▶ **Your objective**:
Print, exactly as they stand, the lines from the start of the listing to the line containing "in packet metadata.", inclusive.

*-*-*

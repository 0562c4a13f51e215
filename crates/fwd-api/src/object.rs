// This Source Code Form is subject to the terms of the Mozilla Public
// License, v. 2.0. If a copy of the MPL was not distributed with this
// file, You can obtain one at https://mozilla.org/MPL/2.0/.

// Copyright 2025 Oxide Computer Company

use core::fmt;
use core::fmt::Display;
use serde::Deserialize;
use serde::Serialize;

/// The internal numeric identifier of a forwarding object.
///
/// NIDs are allocated from a pool and recycled once the object they
/// named is finally released. Zero is never allocated.
#[derive(
    Clone,
    Copy,
    Debug,
    Default,
    Deserialize,
    Eq,
    Hash,
    Ord,
    PartialEq,
    PartialOrd,
    Serialize,
)]
pub struct Nid(u64);

impl Nid {
    pub const INVALID: Self = Self(0);

    pub const fn new(val: u64) -> Self {
        Self(val)
    }

    pub const fn val(self) -> u64 {
        self.0
    }

    pub const fn is_valid(self) -> bool {
        self.0 != 0
    }

    /// Big-endian bytes, as carried in packet metadata.
    pub const fn to_be_bytes(self) -> [u8; 8] {
        self.0.to_be_bytes()
    }
}

impl From<u64> for Nid {
    fn from(val: u64) -> Self {
        Self(val)
    }
}

impl Display for Nid {
    fn fmt(&self, f: &mut fmt::Formatter) -> fmt::Result {
        write!(f, "{}", self.0)
    }
}

/// The broad class of a forwarding object.
#[derive(
    Clone, Copy, Debug, Deserialize, Eq, Hash, Ord, PartialEq, PartialOrd,
    Serialize,
)]
pub enum ObjectKind {
    Port,
    Table,
    Counter,
    FlowCounter,
    Other,
}

impl Display for ObjectKind {
    fn fmt(&self, f: &mut fmt::Formatter) -> fmt::Result {
        let s = match self {
            Self::Port => "port",
            Self::Table => "table",
            Self::Counter => "counter",
            Self::FlowCounter => "flow-counter",
            Self::Other => "other",
        };
        write!(f, "{s}")
    }
}
// This Source Code Form is subject to the terms of the Mozilla Public
// License, v. 2.0. If a copy of the MPL was not distributed with this
// file, You can obtain one at https://mozilla.org/MPL/2.0/.

// Copyright 2025 Oxide Computer Company

//! Moments and the clocks that produce them.

use core::fmt::Debug;
use core::time::Duration;
use dyn_clone::DynClone;
use std::sync::OnceLock;
use std::time::Instant;

/// The number of milliseconds in a second.
pub const MILLIS: u64 = 1_000;

/// The number of nanoseconds in a second.
pub const NANOS: u64 = 1_000_000_000;

/// The conversion from nanoseconds to milliseconds.
pub const NANOS_TO_MILLIS: u64 = NANOS / MILLIS;

/// A moment in time, in nanoseconds since an arbitrary epoch fixed by
/// the [`Clock`] that produced it. Moments from different clocks are
/// not comparable.
#[derive(Clone, Copy, Debug, Default, Eq, Ord, PartialEq, PartialOrd)]
pub struct Moment {
    nanos: u64,
}

impl Moment {
    pub const fn from_nanos(nanos: u64) -> Self {
        Self { nanos }
    }

    pub const fn raw_nanos(&self) -> u64 {
        self.nanos
    }

    /// The time elapsed from `earlier` to `self`, saturating at zero
    /// when `earlier` is in fact later.
    pub fn delta_as_nanos(&self, earlier: Moment) -> u64 {
        self.nanos.saturating_sub(earlier.nanos)
    }

    pub fn delta_as_millis(&self, earlier: Moment) -> u64 {
        self.delta_as_nanos(earlier) / NANOS_TO_MILLIS
    }
}

impl core::ops::Add<Duration> for Moment {
    type Output = Self;

    fn add(self, rhs: Duration) -> Self::Output {
        let delta = u64::try_from(rhs.as_nanos()).unwrap_or(u64::MAX);
        Self { nanos: self.nanos.saturating_add(delta) }
    }
}

/// A source of [`Moment`]s.
///
/// Anything with time-dependent behavior (rate limiting) takes its
/// clock as a construction parameter so that tests can inject a
/// manual one.
pub trait Clock: DynClone + Debug + Send + Sync {
    fn now(&self) -> Moment;
}

dyn_clone::clone_trait_object!(Clock);

/// The monotonic system clock.
#[derive(Clone, Copy, Debug, Default)]
pub struct SystemClock;

impl Clock for SystemClock {
    fn now(&self) -> Moment {
        static EPOCH: OnceLock<Instant> = OnceLock::new();
        let epoch = *EPOCH.get_or_init(Instant::now);
        let nanos = Instant::now().duration_since(epoch).as_nanos();
        Moment::from_nanos(u64::try_from(nanos).unwrap_or(u64::MAX))
    }
}

#[cfg(test)]
mod test {
    use super::*;

    #[test]
    fn deltas() {
        let t0 = Moment::from_nanos(5 * NANOS);
        let t1 = t0 + Duration::from_millis(1500);
        assert_eq!(t1.delta_as_millis(t0), 1500);
        assert_eq!(t0.delta_as_nanos(t1), 0);
    }

    #[test]
    fn system_clock_monotonic() {
        let clock: Box<dyn Clock> = Box::new(SystemClock);
        let a = clock.now();
        let b = dyn_clone::clone_box(&*clock).now();
        assert!(b >= a);
    }
}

*-*-*

▶ **Worked solution**:
repository 0562c4a13f51e215
filename crates/fwd-api/src/object.rs
// This Source Code Form is subject to the terms of the Mozilla Public
// License, v. 2.0. If a copy of the MPL was not distributed with this
// file, You can obtain one at https://mozilla.org/MPL/2.0/.

// Copyright 2025 Oxide Computer Company

use core::fmt;
use core::fmt::Display;
use serde::Deserialize;
use serde::Serialize;

/// The internal numeric identifier of a forwarding object.
///
/// NIDs are allocated from a pool and recycled once the object they
/// named is finally released. Zero is never allocated.
#[derive(
    Clone,
    Copy,
    Debug,
    Default,
    Deserialize,
    Eq,
    Hash,
    Ord,
    PartialEq,
    PartialOrd,
    Serialize,
)]
pub struct Nid(u64);

impl Nid {
    pub const INVALID: Self = Self(0);

    pub const fn new(val: u64) -> Self {
        Self(val)
    }

    pub const fn val(self) -> u64 {
        self.0
    }

    pub const fn is_valid(self) -> bool {
        self.0 != 0
    }

    /// Big-endian bytes, as carried in packet metadata.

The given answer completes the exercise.